Find the lines below that contain "Option" and tally them. Return only the total.

######

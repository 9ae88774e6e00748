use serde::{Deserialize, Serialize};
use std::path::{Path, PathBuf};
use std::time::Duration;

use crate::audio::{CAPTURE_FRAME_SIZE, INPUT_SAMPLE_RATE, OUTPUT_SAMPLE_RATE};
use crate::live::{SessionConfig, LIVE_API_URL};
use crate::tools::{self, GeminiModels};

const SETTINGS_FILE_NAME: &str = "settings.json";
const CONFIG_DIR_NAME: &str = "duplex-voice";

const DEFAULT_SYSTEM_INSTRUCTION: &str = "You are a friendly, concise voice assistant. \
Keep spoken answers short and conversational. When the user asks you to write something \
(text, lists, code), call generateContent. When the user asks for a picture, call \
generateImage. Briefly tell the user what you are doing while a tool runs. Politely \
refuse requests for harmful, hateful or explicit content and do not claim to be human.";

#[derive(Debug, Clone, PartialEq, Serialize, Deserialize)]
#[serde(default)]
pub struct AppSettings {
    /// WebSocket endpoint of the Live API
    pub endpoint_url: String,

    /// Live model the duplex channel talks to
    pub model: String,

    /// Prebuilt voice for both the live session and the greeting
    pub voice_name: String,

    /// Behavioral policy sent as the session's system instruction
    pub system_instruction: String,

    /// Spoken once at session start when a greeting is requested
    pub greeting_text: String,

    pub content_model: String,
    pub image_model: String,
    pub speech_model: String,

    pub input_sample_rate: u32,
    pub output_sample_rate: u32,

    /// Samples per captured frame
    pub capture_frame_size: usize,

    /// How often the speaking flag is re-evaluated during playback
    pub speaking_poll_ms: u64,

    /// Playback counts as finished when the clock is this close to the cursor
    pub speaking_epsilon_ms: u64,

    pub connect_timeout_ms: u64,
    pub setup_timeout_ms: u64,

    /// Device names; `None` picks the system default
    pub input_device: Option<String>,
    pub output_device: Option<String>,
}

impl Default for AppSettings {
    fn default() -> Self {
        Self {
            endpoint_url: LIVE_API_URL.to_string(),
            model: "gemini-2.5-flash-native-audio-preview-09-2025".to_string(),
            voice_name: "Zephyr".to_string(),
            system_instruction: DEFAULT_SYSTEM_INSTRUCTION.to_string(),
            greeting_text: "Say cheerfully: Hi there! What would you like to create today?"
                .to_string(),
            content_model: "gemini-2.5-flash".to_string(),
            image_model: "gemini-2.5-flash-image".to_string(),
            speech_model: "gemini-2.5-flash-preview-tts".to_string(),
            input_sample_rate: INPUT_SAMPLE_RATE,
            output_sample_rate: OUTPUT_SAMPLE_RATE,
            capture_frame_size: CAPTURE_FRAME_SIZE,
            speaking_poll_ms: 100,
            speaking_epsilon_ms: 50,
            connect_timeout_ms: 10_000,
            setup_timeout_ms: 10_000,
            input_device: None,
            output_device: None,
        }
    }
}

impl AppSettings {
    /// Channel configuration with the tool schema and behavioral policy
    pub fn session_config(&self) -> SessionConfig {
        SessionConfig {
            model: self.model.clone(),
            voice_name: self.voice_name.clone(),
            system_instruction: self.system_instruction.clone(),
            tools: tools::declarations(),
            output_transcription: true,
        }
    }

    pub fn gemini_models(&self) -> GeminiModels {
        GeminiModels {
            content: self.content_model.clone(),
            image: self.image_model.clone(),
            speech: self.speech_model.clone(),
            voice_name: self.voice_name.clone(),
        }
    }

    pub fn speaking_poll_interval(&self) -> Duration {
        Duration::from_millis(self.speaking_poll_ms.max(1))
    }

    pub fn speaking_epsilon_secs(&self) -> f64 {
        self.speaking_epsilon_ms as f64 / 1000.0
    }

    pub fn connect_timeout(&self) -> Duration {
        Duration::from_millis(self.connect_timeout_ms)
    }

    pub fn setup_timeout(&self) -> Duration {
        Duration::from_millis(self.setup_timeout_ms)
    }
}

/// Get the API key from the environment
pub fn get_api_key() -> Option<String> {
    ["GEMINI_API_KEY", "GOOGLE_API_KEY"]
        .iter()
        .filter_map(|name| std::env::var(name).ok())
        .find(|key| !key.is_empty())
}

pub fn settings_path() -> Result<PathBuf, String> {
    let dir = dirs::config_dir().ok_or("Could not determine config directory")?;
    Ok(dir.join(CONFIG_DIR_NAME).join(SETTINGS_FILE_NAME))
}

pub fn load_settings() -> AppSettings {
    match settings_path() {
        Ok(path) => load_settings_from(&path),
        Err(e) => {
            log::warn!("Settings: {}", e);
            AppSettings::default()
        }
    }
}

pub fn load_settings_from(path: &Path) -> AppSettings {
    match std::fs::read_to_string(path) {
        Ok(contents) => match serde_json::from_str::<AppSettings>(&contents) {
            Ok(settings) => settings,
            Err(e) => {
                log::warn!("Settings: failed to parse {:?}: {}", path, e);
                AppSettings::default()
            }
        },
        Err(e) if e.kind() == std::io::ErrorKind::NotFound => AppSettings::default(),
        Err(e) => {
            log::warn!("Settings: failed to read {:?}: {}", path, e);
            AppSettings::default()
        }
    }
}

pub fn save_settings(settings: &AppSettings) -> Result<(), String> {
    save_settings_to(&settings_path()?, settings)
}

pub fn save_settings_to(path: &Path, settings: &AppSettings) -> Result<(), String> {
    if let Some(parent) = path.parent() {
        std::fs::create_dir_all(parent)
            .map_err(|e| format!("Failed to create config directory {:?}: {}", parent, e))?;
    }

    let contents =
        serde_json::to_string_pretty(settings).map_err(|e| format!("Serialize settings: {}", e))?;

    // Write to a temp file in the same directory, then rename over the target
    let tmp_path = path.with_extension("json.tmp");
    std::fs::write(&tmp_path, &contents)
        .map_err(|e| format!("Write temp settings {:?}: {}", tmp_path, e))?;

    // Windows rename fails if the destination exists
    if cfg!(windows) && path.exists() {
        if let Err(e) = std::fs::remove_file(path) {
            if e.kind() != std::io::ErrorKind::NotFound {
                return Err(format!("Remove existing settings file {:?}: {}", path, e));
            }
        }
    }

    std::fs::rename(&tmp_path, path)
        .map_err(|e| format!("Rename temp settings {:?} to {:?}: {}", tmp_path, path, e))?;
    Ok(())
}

######

Task result:
3